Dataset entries
//! Tunable simulation configuration.
//!
//! Every section defaults to the values in [`crate::constants`]. Config files
//! are JSON and may name only the fields they override.

use std::f32::consts::{FRAC_PI_2, PI};
use std::path::{Path, PathBuf};

use glam::Vec3;
use serde::{Deserialize, Serialize};

use crate::constants::*;

/// Errors raised while loading a configuration.
#[derive(Debug, thiserror::Error)]
pub enum ConfigError {
    #[error("failed to read config {path}: {source}")]
    Io {
        path: PathBuf,
        #[source]
        source: std::io::Error,
    },

    #[error("failed to parse config: {0}")]
    Parse(#[from] serde_json::Error),

    #[error("invalid config: {0}")]
    Invalid(String),
}

/// Top-level configuration for a simulation session.
#[derive(Debug, Clone, PartialEq, Serialize, Deserialize)]
#[serde(default)]
pub struct SimConfig {
    /// RNG seed. Same seed and same inputs give the same session.
    pub seed: u64,
    /// Wall-clock speed multiplier used by the real-time loop (1.0 = normal).
    pub time_scale: f64,
    pub flight: FlightConfig,
    pub camera: CameraConfig,
    pub weapons: WeaponConfig,
    pub adversaries: AdversaryConfig,
    pub rules: RulesConfig,
}

impl Default for SimConfig {
    fn default() -> Self {
        Self {
            seed: 42,
            time_scale: 1.0,
            flight: FlightConfig::default(),
            camera: CameraConfig::default(),
            weapons: WeaponConfig::default(),
            adversaries: AdversaryConfig::default(),
            rules: RulesConfig::default(),
        }
    }
}

impl SimConfig {
    /// Parse a JSON document, then validate and sanitize it.
    pub fn from_json_str(json: &str) -> Result<Self, ConfigError> {
        let config: SimConfig = serde_json::from_str(json)?;
        config.validate()?;
        Ok(config.sanitized())
    }

    /// Read and parse a JSON config file.
    pub fn from_path(path: impl AsRef<Path>) -> Result<Self, ConfigError> {
        let path = path.as_ref();
        let json = std::fs::read_to_string(path).map_err(|source| ConfigError::Io {
            path: path.to_path_buf(),
            source,
        })?;
        Self::from_json_str(&json)
    }

    /// Reject combinations that have no sensible clamped interpretation.
    pub fn validate(&self) -> Result<(), ConfigError> {
        let f = &self.flight;
        if f.min_speed > f.max_speed {
            return Err(ConfigError::Invalid(format!(
                "flight.min_speed ({}) exceeds flight.max_speed ({})",
                f.min_speed, f.max_speed
            )));
        }
        let a = &self.adversaries;
        if a.scale_min > a.scale_max {
            return Err(ConfigError::Invalid(format!(
                "adversaries.scale_min ({}) exceeds adversaries.scale_max ({})",
                a.scale_min, a.scale_max
            )));
        }
        Ok(())
    }

    /// Clamp every field into its usable range.
    pub fn sanitized(mut self) -> Self {
        self.time_scale = self.time_scale.clamp(0.0, 4.0);

        let f = &mut self.flight;
        f.max_pitch = f.max_pitch.abs().min(FRAC_PI_2 - 0.01);
        f.max_roll = f.max_roll.abs().min(PI - 0.01);
        f.min_speed = f.min_speed.max(0.0);
        f.max_speed = f.max_speed.max(f.min_speed);
        f.spawn_speed = f.spawn_speed.clamp(f.min_speed, f.max_speed);
        f.pitch_sensitivity = f.pitch_sensitivity.abs();
        f.roll_sensitivity = f.roll_sensitivity.abs();
        f.throttle_sensitivity = f.throttle_sensitivity.abs();
        f.auto_level_rate = f.auto_level_rate.abs();
        f.collision_radius = f.collision_radius.abs();
        f.collision_cooldown_secs = f.collision_cooldown_secs.max(0.0);
        f.recovery_duration_secs = f.recovery_duration_secs.max(0.0);
        f.collision_speed_factor = f.collision_speed_factor.clamp(0.0, 1.0);
        f.recovery_climb_rate = f.recovery_climb_rate.max(0.0);

        let c = &mut self.camera;
        c.position_damping = c.position_damping.max(0.0);
        c.rotation_damping = c.rotation_damping.max(0.0);

        let w = &mut self.weapons;
        w.fire_cooldown_secs = w.fire_cooldown_secs.max(0.0);
        w.projectile_speed = w.projectile_speed.abs();
        w.projectile_lifetime_secs = w.projectile_lifetime_secs.max(0.0);
        w.projectile_radius = w.projectile_radius.abs();

        let a = &mut self.adversaries;
        a.spawn_cooldown_secs = a.spawn_cooldown_secs.max(0.0);
        a.spawn_radius = a.spawn_radius.abs();
        a.altitude_variation = a.altitude_variation.abs();
        a.radius = a.radius.abs();
        a.scale_min = a.scale_min.max(0.01);
        a.scale_max = a.scale_max.max(a.scale_min);
        a.follow_speed = a.follow_speed.abs();
        a.wander_weight = a.wander_weight.clamp(0.0, 1.0);
        a.wander_resample_secs = a.wander_resample_secs.max(NOMINAL_DT);
        a.altitude_follow_rate = a.altitude_follow_rate.abs();
        a.min_separation = a.min_separation.abs();
        a.separation_strength = a.separation_strength.abs();
        a.explosion_lifetime_secs = a.explosion_lifetime_secs.max(0.01);

        let r = &mut self.rules;
        r.max_health = r.max_health.max(1);
        r.collision_damage = r.collision_damage.max(0);

        self
    }
}

/// Flight envelope and collision response of the player aircraft.
#[derive(Debug, Clone, PartialEq, Serialize, Deserialize)]
#[serde(default)]
pub struct FlightConfig {
    pub max_pitch: f32,
    pub max_roll: f32,
    pub min_speed: f32,
    pub max_speed: f32,
    pub spawn_position: Vec3,
    pub spawn_speed: f32,
    pub pitch_sensitivity: f32,
    pub roll_sensitivity: f32,
    pub throttle_sensitivity: f32,
    pub turn_sensitivity: f32,
    pub auto_level_rate: f32,
    pub collision_radius: f32,
    pub ground_level: f32,
    pub collision_cooldown_secs: f64,
    pub recovery_duration_secs: f64,
    pub collision_speed_factor: f32,
    pub recovery_climb_rate: f32,
}

impl Default for FlightConfig {
    fn default() -> Self {
        Self {
            max_pitch: MAX_PITCH,
            max_roll: MAX_ROLL,
            min_speed: MIN_SPEED,
            max_speed: MAX_SPEED,
            spawn_position: Vec3::from_array(SPAWN_POSITION),
            spawn_speed: SPAWN_SPEED,
            pitch_sensitivity: PITCH_SENSITIVITY,
            roll_sensitivity: ROLL_SENSITIVITY,
            throttle_sensitivity: THROTTLE_SENSITIVITY,
            turn_sensitivity: TURN_SENSITIVITY,
            auto_level_rate: AUTO_LEVEL_RATE,
            collision_radius: AIRCRAFT_COLLISION_RADIUS,
            ground_level: GROUND_LEVEL,
            collision_cooldown_secs: COLLISION_COOLDOWN_SECS,
            recovery_duration_secs: RECOVERY_DURATION_SECS,
            collision_speed_factor: COLLISION_SPEED_FACTOR,
            recovery_climb_rate: RECOVERY_CLIMB_RATE,
        }
    }
}

/// Chase camera geometry and damping.
#[derive(Debug, Clone, PartialEq, Serialize, Deserialize)]
#[serde(default)]
pub struct CameraConfig {
    pub offset: Vec3,
    pub look_ahead: Vec3,
    pub position_damping: f32,
    pub rotation_damping: f32,
}

impl Default for CameraConfig {
    fn default() -> Self {
        Self {
            offset: Vec3::from_array(CAMERA_OFFSET),
            look_ahead: Vec3::from_array(CAMERA_LOOK_AHEAD),
            position_damping: CAMERA_POSITION_DAMPING,
            rotation_damping: CAMERA_ROTATION_DAMPING,
        }
    }
}

/// Gun and projectile parameters.
#[derive(Debug, Clone, PartialEq, Serialize, Deserialize)]
#[serde(default)]
pub struct WeaponConfig {
    pub fire_cooldown_secs: f64,
    pub projectile_speed: f32,
    pub projectile_lifetime_secs: f32,
    pub projectile_radius: f32,
    pub gun_lateral_offset: f32,
    pub gun_forward_offset: f32,
}

impl Default for WeaponConfig {
    fn default() -> Self {
        Self {
            fire_cooldown_secs: FIRE_COOLDOWN_SECS,
            projectile_speed: PROJECTILE_SPEED,
            projectile_lifetime_secs: PROJECTILE_LIFETIME_SECS,
            projectile_radius: PROJECTILE_RADIUS,
            gun_lateral_offset: GUN_LATERAL_OFFSET,
            gun_forward_offset: GUN_FORWARD_OFFSET,
        }
    }
}

/// Adversary population, steering and reward parameters.
#[derive(Debug, Clone, PartialEq, Serialize, Deserialize)]
#[serde(default)]
pub struct AdversaryConfig {
    pub population_floor: usize,
    pub spawn_cooldown_secs: f64,
    pub spawn_radius: f32,
    pub min_altitude: f32,
    pub altitude_variation: f32,
    pub radius: f32,
    pub scale_min: f32,
    pub scale_max: f32,
    pub follow_speed: f32,
    pub wander_weight: f32,
    pub wander_resample_secs: f64,
    pub altitude_follow_rate: f32,
    pub altitude_drift_frequency: f32,
    pub min_separation: f32,
    pub separation_strength: f32,
    pub hit_score: i64,
    pub explosion_lifetime_secs: f32,
}

impl Default for AdversaryConfig {
    fn default() -> Self {
        Self {
            population_floor: POPULATION_FLOOR,
            spawn_cooldown_secs: SPAWN_COOLDOWN_SECS,
            spawn_radius: SPAWN_RADIUS,
            min_altitude: ADVERSARY_MIN_ALTITUDE,
            altitude_variation: ADVERSARY_ALTITUDE_VARIATION,
            radius: ADVERSARY_RADIUS,
            scale_min: ADVERSARY_SCALE_RANGE.0,
            scale_max: ADVERSARY_SCALE_RANGE.1,
            follow_speed: ADVERSARY_FOLLOW_SPEED,
            wander_weight: WANDER_WEIGHT,
            wander_resample_secs: WANDER_RESAMPLE_SECS,
            altitude_follow_rate: ALTITUDE_FOLLOW_RATE,
            altitude_drift_frequency: ALTITUDE_DRIFT_FREQUENCY,
            min_separation: MIN_SEPARATION,
            separation_strength: SEPARATION_STRENGTH,
            hit_score: HIT_SCORE,
            explosion_lifetime_secs: EXPLOSION_LIFETIME_SECS,
        }
    }
}

/// Session win/lose rules.
#[derive(Debug, Clone, PartialEq, Eq, Serialize, Deserialize)]
#[serde(default)]
pub struct RulesConfig {
    pub max_health: i32,
    pub collision_damage: i32,
    pub victory_score: i64,
}

impl Default for RulesConfig {
    fn default() -> Self {
        Self {
            max_health: PLAYER_MAX_HEALTH,
            collision_damage: COLLISION_DAMAGE,
            victory_score: VICTORY_SCORE,
        }
    }
}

■ WHAT TO WORK ON: Could you transcribe the entries exactly, from the first line through the line containing "pub enum ConfigError", and give nothing more?

■ EXERCISE SOLUTION:
//! Tunable simulation configuration.
//!
//! Every section defaults to the values in [`crate::constants`]. Config files
//! are JSON and may name only the fields they override.

use std::f32::consts::{FRAC_PI_2, PI};
use std::path::{Path, PathBuf};

use glam::Vec3;
use serde::{Deserialize, Serialize};

use crate::constants::*;

/// Errors raised while loading a configuration.
#[derive(Debug, thiserror::Error)]
pub enum ConfigError {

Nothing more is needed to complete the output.